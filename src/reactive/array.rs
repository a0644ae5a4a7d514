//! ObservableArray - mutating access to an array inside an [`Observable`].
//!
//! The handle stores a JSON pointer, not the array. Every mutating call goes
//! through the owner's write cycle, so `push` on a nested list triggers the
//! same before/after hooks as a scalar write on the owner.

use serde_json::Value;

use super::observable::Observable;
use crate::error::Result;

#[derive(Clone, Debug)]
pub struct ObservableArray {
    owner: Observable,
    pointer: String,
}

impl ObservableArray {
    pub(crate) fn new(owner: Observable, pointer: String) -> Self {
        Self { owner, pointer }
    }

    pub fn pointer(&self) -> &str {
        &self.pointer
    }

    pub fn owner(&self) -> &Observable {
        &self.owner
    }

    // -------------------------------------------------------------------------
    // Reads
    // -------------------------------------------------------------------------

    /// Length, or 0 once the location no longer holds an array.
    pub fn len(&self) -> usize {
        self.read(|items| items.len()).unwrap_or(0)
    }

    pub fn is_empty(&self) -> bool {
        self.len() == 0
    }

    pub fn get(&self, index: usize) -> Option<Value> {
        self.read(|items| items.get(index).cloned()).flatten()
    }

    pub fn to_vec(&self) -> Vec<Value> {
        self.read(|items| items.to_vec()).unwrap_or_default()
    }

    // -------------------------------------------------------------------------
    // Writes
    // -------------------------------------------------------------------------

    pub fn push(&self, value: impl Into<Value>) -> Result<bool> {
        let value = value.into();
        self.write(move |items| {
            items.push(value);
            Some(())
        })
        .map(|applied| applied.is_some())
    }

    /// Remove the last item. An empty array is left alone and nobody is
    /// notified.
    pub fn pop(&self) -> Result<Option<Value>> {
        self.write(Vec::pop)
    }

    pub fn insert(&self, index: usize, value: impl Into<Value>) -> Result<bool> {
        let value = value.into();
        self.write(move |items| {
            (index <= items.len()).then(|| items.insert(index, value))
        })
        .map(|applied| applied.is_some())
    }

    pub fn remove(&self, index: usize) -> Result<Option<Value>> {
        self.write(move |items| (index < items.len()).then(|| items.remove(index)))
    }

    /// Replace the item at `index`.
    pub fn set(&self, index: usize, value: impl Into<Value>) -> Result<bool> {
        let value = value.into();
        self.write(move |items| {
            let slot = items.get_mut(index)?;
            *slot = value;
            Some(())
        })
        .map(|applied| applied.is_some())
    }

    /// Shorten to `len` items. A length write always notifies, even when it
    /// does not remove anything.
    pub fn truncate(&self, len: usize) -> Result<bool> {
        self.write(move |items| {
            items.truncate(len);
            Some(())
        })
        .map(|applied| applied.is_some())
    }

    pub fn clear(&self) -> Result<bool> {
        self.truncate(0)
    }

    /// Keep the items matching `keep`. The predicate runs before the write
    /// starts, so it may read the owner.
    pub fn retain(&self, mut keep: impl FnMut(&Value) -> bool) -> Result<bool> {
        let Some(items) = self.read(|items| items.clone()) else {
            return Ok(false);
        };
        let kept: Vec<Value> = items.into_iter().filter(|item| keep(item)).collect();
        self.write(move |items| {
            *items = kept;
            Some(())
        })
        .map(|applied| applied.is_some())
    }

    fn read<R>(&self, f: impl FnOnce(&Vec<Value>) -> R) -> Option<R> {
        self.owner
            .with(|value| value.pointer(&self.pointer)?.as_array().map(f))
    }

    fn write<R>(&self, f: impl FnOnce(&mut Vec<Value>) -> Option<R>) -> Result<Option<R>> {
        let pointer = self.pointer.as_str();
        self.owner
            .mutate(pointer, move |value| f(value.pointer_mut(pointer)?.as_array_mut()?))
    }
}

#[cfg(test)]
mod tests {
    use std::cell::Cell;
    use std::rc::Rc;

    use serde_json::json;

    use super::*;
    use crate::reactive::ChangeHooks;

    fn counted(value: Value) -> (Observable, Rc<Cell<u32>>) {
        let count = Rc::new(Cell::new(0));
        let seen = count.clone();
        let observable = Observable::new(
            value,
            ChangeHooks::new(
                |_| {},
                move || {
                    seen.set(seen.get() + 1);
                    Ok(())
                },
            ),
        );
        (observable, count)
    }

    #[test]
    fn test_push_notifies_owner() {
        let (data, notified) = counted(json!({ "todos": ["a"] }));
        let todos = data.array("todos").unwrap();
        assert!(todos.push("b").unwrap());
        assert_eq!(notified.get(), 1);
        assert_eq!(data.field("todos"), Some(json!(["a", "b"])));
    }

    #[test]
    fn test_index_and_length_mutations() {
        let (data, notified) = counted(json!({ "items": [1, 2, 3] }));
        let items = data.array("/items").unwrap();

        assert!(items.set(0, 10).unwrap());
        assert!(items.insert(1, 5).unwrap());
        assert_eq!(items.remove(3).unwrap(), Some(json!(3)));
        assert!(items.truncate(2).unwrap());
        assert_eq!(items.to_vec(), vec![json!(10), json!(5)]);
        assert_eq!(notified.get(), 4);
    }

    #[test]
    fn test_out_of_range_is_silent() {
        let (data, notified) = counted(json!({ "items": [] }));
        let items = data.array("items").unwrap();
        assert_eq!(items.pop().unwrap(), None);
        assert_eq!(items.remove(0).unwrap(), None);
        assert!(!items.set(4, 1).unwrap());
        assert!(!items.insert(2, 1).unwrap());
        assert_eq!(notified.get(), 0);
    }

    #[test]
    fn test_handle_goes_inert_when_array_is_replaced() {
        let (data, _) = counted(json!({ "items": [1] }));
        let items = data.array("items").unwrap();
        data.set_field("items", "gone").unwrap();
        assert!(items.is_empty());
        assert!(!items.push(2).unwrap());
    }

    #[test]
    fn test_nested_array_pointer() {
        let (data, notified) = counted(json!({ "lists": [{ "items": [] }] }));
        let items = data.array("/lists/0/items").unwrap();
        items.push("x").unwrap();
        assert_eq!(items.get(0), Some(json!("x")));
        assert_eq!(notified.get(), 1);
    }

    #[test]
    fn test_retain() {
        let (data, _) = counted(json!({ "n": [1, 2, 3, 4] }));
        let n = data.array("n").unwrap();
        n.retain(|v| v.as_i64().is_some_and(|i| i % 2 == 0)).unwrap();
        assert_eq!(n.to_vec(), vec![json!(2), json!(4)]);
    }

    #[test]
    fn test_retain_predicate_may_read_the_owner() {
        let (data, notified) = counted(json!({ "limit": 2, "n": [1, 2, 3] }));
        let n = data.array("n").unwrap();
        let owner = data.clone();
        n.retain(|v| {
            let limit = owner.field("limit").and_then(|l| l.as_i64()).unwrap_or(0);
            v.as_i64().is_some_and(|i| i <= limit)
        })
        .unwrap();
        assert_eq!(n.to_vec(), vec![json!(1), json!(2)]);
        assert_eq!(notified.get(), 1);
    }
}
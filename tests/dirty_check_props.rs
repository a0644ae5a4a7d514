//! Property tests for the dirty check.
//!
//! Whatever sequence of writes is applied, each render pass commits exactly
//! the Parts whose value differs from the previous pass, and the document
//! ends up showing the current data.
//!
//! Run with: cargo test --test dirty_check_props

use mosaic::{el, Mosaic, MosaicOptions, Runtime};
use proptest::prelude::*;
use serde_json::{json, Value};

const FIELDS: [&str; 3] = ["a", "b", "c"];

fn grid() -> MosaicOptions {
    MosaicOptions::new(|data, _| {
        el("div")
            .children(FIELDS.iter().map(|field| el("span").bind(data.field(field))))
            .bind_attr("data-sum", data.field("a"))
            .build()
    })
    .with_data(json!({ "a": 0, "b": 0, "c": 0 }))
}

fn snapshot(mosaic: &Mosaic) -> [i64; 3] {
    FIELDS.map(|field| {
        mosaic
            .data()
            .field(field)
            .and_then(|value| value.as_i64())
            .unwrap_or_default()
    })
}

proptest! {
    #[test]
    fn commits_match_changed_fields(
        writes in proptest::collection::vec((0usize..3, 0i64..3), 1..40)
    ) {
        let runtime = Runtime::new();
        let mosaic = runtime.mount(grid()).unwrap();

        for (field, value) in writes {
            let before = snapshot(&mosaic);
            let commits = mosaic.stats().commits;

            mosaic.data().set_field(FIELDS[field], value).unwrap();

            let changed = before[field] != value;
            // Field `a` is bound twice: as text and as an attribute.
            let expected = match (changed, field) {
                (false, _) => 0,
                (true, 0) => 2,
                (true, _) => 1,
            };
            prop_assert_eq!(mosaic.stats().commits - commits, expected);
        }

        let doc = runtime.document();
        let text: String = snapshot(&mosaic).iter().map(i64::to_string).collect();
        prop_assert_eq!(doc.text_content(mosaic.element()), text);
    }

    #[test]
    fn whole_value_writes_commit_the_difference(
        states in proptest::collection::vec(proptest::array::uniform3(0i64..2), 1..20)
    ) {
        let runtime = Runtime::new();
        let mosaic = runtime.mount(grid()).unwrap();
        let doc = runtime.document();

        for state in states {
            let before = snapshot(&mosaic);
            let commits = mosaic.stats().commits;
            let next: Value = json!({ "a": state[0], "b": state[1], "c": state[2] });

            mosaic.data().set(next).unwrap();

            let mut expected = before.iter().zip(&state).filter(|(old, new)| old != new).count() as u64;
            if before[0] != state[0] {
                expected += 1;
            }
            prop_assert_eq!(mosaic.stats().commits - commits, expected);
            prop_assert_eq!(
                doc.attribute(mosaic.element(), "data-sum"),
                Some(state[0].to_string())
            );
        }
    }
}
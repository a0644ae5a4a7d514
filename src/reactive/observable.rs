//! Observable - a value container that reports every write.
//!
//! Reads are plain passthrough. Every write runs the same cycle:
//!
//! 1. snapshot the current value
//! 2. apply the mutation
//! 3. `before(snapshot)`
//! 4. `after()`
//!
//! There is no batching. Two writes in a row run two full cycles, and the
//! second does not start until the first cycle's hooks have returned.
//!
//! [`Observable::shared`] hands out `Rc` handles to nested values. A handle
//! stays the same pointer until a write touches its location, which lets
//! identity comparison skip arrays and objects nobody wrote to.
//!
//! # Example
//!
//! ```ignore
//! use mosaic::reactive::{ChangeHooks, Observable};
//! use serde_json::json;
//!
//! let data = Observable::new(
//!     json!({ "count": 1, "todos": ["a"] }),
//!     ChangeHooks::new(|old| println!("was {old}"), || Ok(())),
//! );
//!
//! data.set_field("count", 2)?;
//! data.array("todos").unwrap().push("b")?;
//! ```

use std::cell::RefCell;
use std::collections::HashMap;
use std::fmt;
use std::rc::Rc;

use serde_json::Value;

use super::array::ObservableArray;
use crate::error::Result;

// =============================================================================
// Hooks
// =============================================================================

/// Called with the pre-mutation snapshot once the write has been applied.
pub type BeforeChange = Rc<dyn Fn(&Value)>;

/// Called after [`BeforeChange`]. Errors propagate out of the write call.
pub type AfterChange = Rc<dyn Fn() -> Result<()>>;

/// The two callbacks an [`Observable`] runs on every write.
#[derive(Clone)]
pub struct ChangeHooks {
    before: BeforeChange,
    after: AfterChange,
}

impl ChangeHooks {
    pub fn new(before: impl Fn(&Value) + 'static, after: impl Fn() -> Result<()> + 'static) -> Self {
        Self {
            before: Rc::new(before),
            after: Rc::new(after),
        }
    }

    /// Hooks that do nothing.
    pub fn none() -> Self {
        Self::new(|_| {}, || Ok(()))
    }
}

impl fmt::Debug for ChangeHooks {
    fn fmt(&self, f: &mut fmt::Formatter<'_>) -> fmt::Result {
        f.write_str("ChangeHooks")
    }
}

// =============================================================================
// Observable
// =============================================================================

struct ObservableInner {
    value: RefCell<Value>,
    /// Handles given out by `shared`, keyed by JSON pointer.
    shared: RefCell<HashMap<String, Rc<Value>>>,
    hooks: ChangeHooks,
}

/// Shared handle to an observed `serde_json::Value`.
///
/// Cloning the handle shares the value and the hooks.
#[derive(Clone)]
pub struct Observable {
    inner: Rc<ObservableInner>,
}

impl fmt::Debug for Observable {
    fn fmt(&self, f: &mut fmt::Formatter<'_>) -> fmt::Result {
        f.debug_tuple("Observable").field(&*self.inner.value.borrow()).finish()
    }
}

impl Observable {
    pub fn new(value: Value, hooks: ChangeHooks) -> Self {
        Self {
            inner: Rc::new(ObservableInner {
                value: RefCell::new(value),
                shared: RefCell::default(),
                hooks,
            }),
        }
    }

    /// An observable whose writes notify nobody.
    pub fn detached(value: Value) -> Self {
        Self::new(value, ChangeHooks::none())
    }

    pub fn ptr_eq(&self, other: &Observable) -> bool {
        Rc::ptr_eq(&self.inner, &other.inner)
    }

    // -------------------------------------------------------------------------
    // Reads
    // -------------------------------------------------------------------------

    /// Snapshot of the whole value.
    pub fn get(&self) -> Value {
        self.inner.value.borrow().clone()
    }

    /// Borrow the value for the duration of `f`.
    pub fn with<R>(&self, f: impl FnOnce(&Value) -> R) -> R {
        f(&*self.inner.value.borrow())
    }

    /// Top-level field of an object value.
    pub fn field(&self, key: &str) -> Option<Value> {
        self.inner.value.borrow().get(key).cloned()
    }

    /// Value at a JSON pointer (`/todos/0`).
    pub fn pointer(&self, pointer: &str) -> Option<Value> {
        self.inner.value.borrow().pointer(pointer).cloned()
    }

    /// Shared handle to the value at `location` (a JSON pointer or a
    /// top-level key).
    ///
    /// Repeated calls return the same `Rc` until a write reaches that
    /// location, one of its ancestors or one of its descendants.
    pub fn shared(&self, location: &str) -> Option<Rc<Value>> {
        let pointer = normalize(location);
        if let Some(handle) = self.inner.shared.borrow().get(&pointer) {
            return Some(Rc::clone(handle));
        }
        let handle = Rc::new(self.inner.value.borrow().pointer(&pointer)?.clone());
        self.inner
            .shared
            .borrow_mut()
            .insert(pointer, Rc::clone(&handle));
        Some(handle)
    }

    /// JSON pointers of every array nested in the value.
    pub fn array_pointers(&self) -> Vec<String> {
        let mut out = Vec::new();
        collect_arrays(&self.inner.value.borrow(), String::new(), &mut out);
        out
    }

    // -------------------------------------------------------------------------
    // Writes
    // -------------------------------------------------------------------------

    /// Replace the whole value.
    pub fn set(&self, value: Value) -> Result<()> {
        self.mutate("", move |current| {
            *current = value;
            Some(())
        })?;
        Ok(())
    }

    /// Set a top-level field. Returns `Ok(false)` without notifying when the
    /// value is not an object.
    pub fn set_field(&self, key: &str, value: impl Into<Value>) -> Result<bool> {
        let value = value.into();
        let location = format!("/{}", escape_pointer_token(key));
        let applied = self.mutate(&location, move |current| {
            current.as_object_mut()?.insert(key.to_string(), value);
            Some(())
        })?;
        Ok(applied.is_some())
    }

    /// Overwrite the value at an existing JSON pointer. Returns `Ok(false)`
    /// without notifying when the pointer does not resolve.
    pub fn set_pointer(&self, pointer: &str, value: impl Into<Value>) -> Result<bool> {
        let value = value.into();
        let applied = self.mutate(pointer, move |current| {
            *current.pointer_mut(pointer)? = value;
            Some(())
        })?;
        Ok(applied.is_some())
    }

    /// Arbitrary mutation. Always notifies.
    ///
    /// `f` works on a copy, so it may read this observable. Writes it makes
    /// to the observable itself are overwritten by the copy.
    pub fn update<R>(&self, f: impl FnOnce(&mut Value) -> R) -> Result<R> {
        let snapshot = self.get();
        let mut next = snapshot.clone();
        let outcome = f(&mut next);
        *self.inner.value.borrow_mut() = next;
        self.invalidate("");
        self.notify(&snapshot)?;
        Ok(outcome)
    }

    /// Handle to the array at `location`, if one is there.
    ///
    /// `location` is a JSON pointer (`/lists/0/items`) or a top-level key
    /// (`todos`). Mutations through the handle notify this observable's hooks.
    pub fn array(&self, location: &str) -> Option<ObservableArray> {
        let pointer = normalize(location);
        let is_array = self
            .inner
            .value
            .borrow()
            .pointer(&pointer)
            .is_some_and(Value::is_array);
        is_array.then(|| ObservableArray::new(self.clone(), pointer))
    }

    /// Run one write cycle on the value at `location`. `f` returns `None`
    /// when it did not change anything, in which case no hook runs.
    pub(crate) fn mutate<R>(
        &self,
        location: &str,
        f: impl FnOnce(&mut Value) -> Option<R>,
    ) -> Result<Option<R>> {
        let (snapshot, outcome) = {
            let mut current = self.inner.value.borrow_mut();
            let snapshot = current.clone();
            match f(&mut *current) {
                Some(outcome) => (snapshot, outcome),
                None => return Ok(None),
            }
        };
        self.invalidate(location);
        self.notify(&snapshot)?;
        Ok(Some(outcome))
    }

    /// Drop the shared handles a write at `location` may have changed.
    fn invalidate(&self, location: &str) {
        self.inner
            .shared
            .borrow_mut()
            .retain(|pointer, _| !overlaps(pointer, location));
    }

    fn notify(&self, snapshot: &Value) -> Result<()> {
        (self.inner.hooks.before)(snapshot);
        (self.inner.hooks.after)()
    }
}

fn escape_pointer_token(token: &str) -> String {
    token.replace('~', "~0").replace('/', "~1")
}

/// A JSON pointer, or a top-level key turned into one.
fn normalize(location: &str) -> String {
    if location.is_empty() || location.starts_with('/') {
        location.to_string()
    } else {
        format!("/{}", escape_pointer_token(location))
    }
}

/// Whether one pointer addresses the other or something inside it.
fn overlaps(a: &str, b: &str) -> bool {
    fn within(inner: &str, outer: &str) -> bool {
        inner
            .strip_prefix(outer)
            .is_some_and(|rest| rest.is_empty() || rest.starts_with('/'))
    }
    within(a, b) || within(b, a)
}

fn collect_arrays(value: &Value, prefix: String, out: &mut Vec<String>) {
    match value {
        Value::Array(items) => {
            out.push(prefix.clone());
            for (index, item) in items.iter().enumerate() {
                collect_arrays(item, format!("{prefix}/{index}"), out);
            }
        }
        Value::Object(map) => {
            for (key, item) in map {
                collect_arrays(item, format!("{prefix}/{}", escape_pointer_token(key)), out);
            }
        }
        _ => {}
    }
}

□ □ □ □

_Your task_.
Looking at the records, report the number of lines that hold the string "this", with no other text.

_Written response_.
2